Sobre las seis de la mañana, Pedro Domínguez Noguet se levanta, prepara el café y le lleva la humeante taza a su querida esposa, Ileana Roque. Es un hábito que tiene desde que comenzó su matrimonio hace más de dos décadas. Después, antes de que salga el sol, se va en su bicicleta hacia el policlínico Efraín Mayor, en el capitalino municipio de Cotorro. Desde hace años, forma parte de los operarios de vectores que han enfrentado las campañas de higienización en el territorio.
“Cuando formamos, los jefes de brigada y de área nos informan la tarea que realizaremos en el día, confirman si tenemos los implementos necesarios y nos vamos a cumplir la misión”.
La bicicleta es una compañera de antaño. En las calles del Cotorro empezaron las prácticas de un deporte que tendría incidencia en su vida. “De forma seria comencé a los once años, guiado por un hombre de apellido Chirino. Obtuve una beca en una escuela deportiva que existía en San José de Las Lajas, provincia de Mayabeque. Posteriormente, empecé mi preparación en la Escuela de Iniciación Deportiva Escolar (EIDE) de La Habana, donde gané medallas de plata y bronce en unos juegos escolares. Permanecí ahí hasta 1975 en que fui llamado a cumplir el Servicio Militar en las Fuerzas Armadas Revolucionarias (FAR)”.
Según recuerda, practicó maratón y pentalón militar e incluso, alcanzó medalla de bronce en una competencia.
Inquietudes artísticas
A inicios de 1980, Pedro empezó a trabajar como ayudante en la fundición, ubicada en el poblado de Cuatro Caminos. “Después me hice operario de grúa viajera destinada a mover grandes cargas: se hacían muchas piezas, era un trabajo riesgoso, pero me gustaba”.
Los años difíciles del llamado período especial, en la década del 90 del pasado siglo, le hicieron cambiar de oficio. “En el Cotorro había un grupo que hacía decoraciones de cabaret, comedores, fábricas y locales y me incorporé a este. Yo tenía inquietudes artísticas, en mis tiempos libres hacía esculturas en madera y pintaba cuadros de forma empírica, así que no me fue difícil”.
En estas funciones estuvo hasta que en el 2002 se incorporó como operario de vectores. Cada jornada, pedalea más de diez kilómetros hasta 100 y Ojo de Agua, sitio ubicado en la periferia del Cotorro. Allí le corresponde inspeccionar almacenes, fábricas, granjas y el caserío existente. Le gusta revisar con detenimiento, pues un descuido puede permitir que el mosquito Aedes aegypti se reproduzca y cause graves enfermedades.
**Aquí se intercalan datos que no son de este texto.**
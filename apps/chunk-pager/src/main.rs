use chunk_pager::client::{
    ChunksMap, ClientError, Document, MapOptions, StatusBusy, TerminalClient, Viewport,
};
use chunk_pager::client::document::UNITS_PER_ROW;
use chunk_pager::config::{ConfigError, ConfigLayer, PagerConfig, RenderProfile, SourceConfig};
use chunk_pager::source::{
    ChunkSource, DirChunkSource, HttpChunkSource, MemoryChunkSource, SourceError,
};
use chunk_pager::telemetry::logging::{self as logctl, LogConfig, LogLevel};
use clap::{Args, Parser};
use std::io::{self, IsTerminal};
use std::path::PathBuf;
use std::sync::Arc;
use thiserror::Error;
use tracing::{debug, info};

/// Terminal rows assumed when the size cannot be queried.
const FALLBACK_ROWS: u16 = 24;
/// Log file name under the temp dir when the TUI runs without `--log-file`.
const DEFAULT_TUI_LOG: &str = "chunk-pager.log";

#[tokio::main]
async fn main() {
    if let Err(err) = run().await {
        eprintln!("❌ {err}");
        std::process::exit(1);
    }
}

async fn run() -> Result<(), CliError> {
    let cli = Cli::parse();
    let render = !cli.no_render && io::stdout().is_terminal();
    let log_config = cli.logging.to_config(render);
    logctl::init(&log_config).map_err(|err| CliError::Logging(err.to_string()))?;
    debug!(log_level = ?log_config.level, log_file = ?log_config.file, "logging configured");

    let config_path = match &cli.config {
        Some(path) => path.clone(),
        None => ConfigLayer::default_path()?,
    };
    let file_layer = ConfigLayer::load(&config_path)?;
    let config = PagerConfig::resolve(file_layer.merge(cli.layer()))?;
    info!(
        segments = config.segment_count,
        placeholder = config.placeholder_extent,
        profile = ?config.profile,
        "pager configured"
    );

    let source = build_source(&config)?;
    let rows = crossterm::terminal::size()
        .map(|(_, rows)| rows)
        .unwrap_or(FALLBACK_ROWS);
    let body_rows = rows.saturating_sub(2).max(1) as u64;
    let viewport = Arc::new(Viewport::new(body_rows * UNITS_PER_ROW));
    let busy = Arc::new(StatusBusy::new());
    let map = ChunksMap::new(
        source,
        Box::new(Document::new()),
        viewport,
        busy.clone(),
        MapOptions {
            segment_count: config.segment_count,
            placeholder_extent: config.placeholder_extent,
        },
    );

    TerminalClient::new(map, busy)
        .with_render(render)
        .with_settle_quiet(config.settle_quiet)
        .run()
        .await?;
    Ok(())
}

fn build_source(config: &PagerConfig) -> Result<Arc<dyn ChunkSource>, CliError> {
    let source: Arc<dyn ChunkSource> = match &config.source {
        SourceConfig::Http { template } => Arc::new(HttpChunkSource::new(template.clone())?),
        SourceConfig::Dir { root, template } => {
            Arc::new(DirChunkSource::new(root.clone(), template.clone())?)
        }
        SourceConfig::Demo {
            records_per_segment,
        } => Arc::new(MemoryChunkSource::synthetic(
            config.segment_count,
            *records_per_segment,
        )),
    };
    Ok(source)
}

#[derive(Parser, Debug)]
#[command(
    name = "chunk-pager",
    about = "Page through very large record lists, one segment at a time",
    author,
    version
)]
struct Cli {
    #[arg(
        long,
        env = "CHUNK_PAGER_URL",
        value_name = "URL",
        help = "Base URL or URL template ({index} is replaced by the segment index)"
    )]
    url: Option<String>,

    #[arg(
        long,
        env = "CHUNK_PAGER_DIR",
        value_name = "DIR",
        help = "Read segments from files in this directory"
    )]
    dir: Option<PathBuf>,

    #[arg(
        long,
        env = "CHUNK_PAGER_TEMPLATE",
        value_name = "NAME",
        help = "Segment file name template (default doc_list_chunk_{index}.pdx)"
    )]
    template: Option<String>,

    #[arg(
        long,
        action = clap::ArgAction::SetTrue,
        help = "Use generated in-memory segments instead of a real source"
    )]
    demo: bool,

    #[arg(long, value_name = "N", help = "Records per generated segment in demo mode")]
    demo_records: Option<usize>,

    #[arg(
        long,
        env = "CHUNK_PAGER_SEGMENTS",
        value_name = "N",
        help = "Total number of segments (default 999)"
    )]
    segments: Option<usize>,

    #[arg(
        long,
        value_enum,
        env = "CHUNK_PAGER_PROFILE",
        help = "Placeholder sizing profile (default wide)"
    )]
    profile: Option<RenderProfile>,

    #[arg(
        long,
        env = "CHUNK_PAGER_PLACEHOLDER_EXTENT",
        value_name = "UNITS",
        help = "Extent reserved for each unloaded segment; overrides the profile"
    )]
    placeholder_extent: Option<u64>,

    #[arg(
        long,
        env = "CHUNK_PAGER_SETTLE_MS",
        value_name = "MS",
        help = "Quiet period before a scroll counts as settled (default 20)"
    )]
    settle_ms: Option<u64>,

    #[arg(
        long,
        value_name = "PATH",
        env = "CHUNK_PAGER_CONFIG",
        help = "Config file (default ~/.chunk-pager/config.toml)"
    )]
    config: Option<PathBuf>,

    #[arg(
        long = "no-render",
        action = clap::ArgAction::SetTrue,
        help = "Print the first window to stdout instead of starting the TUI"
    )]
    no_render: bool,

    #[command(flatten)]
    logging: LoggingArgs,
}

impl Cli {
    fn layer(&self) -> ConfigLayer {
        ConfigLayer {
            url: self.url.clone(),
            dir: self.dir.clone(),
            template: self.template.clone(),
            demo: self.demo.then_some(true),
            demo_records: self.demo_records,
            segments: self.segments,
            profile: self.profile,
            placeholder_extent: self.placeholder_extent,
            settle_ms: self.settle_ms,
        }
    }
}

#[derive(Args, Debug, Clone)]
struct LoggingArgs {
    #[arg(
        long = "log-level",
        value_enum,
        env = "CHUNK_PAGER_LOG_LEVEL",
        default_value_t = LogLevel::Warn,
        help = "Minimum log level (error, warn, info, debug, trace)"
    )]
    level: LogLevel,

    #[arg(
        long = "log-file",
        value_name = "PATH",
        env = "CHUNK_PAGER_LOG_FILE",
        help = "Write structured logs to the specified file"
    )]
    file: Option<PathBuf>,
}

impl LoggingArgs {
    /// Logs written to stderr would tear the TUI, so they go to a file there.
    fn to_config(&self, render: bool) -> LogConfig {
        let file = match &self.file {
            Some(path) => Some(path.clone()),
            None if render => Some(std::env::temp_dir().join(DEFAULT_TUI_LOG)),
            None => None,
        };
        LogConfig {
            level: self.level,
            file,
        }
    }
}

#[derive(Debug, Error)]
enum CliError {
    #[error("{0}")]
    Config(#[from] ConfigError),
    #[error("{0}")]
    Source(#[from] SourceError),
    #[error("{0}")]
    Client(#[from] ClientError),
    #[error("logging initialization failed: {0}")]
    Logging(String),
}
Señala que durante el primer brote de la Covid-19 estuvo separado del trabajo durante cinco meses: “soy vulnerable, padezco de diabetes e hipertensión. Ya me reincorporé, pero soy muy cuidadoso, cumplo rigurosamente las normas de protección”.
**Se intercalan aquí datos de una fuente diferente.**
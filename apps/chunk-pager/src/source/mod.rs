//! Where segment contents come from.
//!
//! A source is addressed by segment index alone and returns the ordered
//! record texts of that segment. Record framing is shared by every backend:
//! consecutive non-blank lines form one record, blank lines end it.

mod dir;
mod http;
mod memory;

pub use dir::DirChunkSource;
pub use http::HttpChunkSource;
pub use memory::MemoryChunkSource;

use async_trait::async_trait;
use reqwest::StatusCode;
use std::path::PathBuf;
use thiserror::Error;

/// Placeholder replaced by the segment index in URL and file name templates.
pub const INDEX_PLACEHOLDER: &str = "{index}";

#[async_trait]
pub trait ChunkSource: Send + Sync {
    async fn fetch_segment(&self, index: usize) -> Result<Vec<String>, SourceError>;
}

#[derive(Error, Debug)]
pub enum SourceError {
    #[error("invalid source configuration: {0}")]
    InvalidConfig(String),
    #[error("network error: {0}")]
    Network(#[from] reqwest::Error),
    #[error("unexpected http status {status} for segment {index}")]
    HttpStatus { index: usize, status: StatusCode },
    #[error("failed to read {path:?}: {source}")]
    Io {
        path: PathBuf,
        source: std::io::Error,
    },
    #[error("segment {0} is not available")]
    Unavailable(usize),
}

pub(crate) fn render_template(template: &str, index: usize) -> String {
    template.replace(INDEX_PLACEHOLDER, &index.to_string())
}

pub(crate) fn check_template(template: &str) -> Result<(), SourceError> {
    if template.contains(INDEX_PLACEHOLDER) {
        Ok(())
    } else {
        Err(SourceError::InvalidConfig(format!(
            "template '{template}' must contain {INDEX_PLACEHOLDER}"
        )))
    }
}

/// Splits a segment body into records.
pub fn split_records(text: &str) -> Vec<String> {
    let mut records = Vec::new();
    let mut current = String::new();
    for line in text.split('\n') {
        let line = line.strip_suffix('\r').unwrap_or(line);
        if line.is_empty() {
            if !current.is_empty() {
                records.push(std::mem::take(&mut current));
            }
            continue;
        }
        if !current.is_empty() {
            current.push('\n');
        }
        current.push_str(line);
    }
    if !current.is_empty() {
        records.push(current);
    }
    records
}

#[cfg(test)]
mod tests {
    use super::*;

    #[test]
    fn blank_lines_delimit_records() {
        assert_eq!(
            split_records("a\nb\n\nc\n\nd\ne\n"),
            vec!["a\nb".to_string(), "c".to_string(), "d\ne".to_string()]
        );
    }

    #[test]
    fn runs_of_blank_lines_and_crlf_collapse() {
        assert_eq!(
            split_records("\r\n\r\nfirst\r\nline\r\n\r\n\r\n\nsecond"),
            vec!["first\nline".to_string(), "second".to_string()]
        );
        assert!(split_records("").is_empty());
        assert!(split_records("\n\n").is_empty());
    }

    #[test]
    fn templates_need_an_index_placeholder() {
        assert!(check_template("chunk_{index}.txt").is_ok());
        assert!(matches!(
            check_template("chunk.txt"),
            Err(SourceError::InvalidConfig(_))
        ));
        assert_eq!(render_template("chunk_{index}.txt", 42), "chunk_42.txt");
    }
}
Luego de una experiencia familiar difícil en relación con el nuevo coronavirus, sabe que ninguna medida es extrema. “Voy a la casa de mi hija Massiel para saber de ella y de mis dos nietos y no subo, desde afuera pregunto cómo están. Al principio, mi hija no lo entendía, pero le digo que es por el bien de ellos, a veces estoy en lugares complejos y hay que cuidar a la familia”.
Otra pasión
Los deseos de crear nunca han abandonado a Pedro. Ante la carencia de materiales para pintar y hacer sus esculturas, optó por el papel maché, más barata, aunque reconoce que, en la actualidad, es escasa la harina, uno de los componentes de esta antigua técnica. Rodeado de algunas de sus piezas, manifiesta que se inició de manera autodidacta. “Luego, Patricio, un compañero, empezó a enseñarme. Lo primero que hice fue una fuente con frutas y me gustó, así me fui apasionando. Durante los cinco meses que permanecí en la casa, debido a la Covid-19, realicé algunas obras. Patricio me habló de la posibilidad de participar en una exposición colectiva y creé la Bota con el hombre cactus, es la pieza que más me gusta. Aún no hemos podido efectuar la exhibición, pero confío en que la pandemia termine, y podamos seguir con los proyectos”.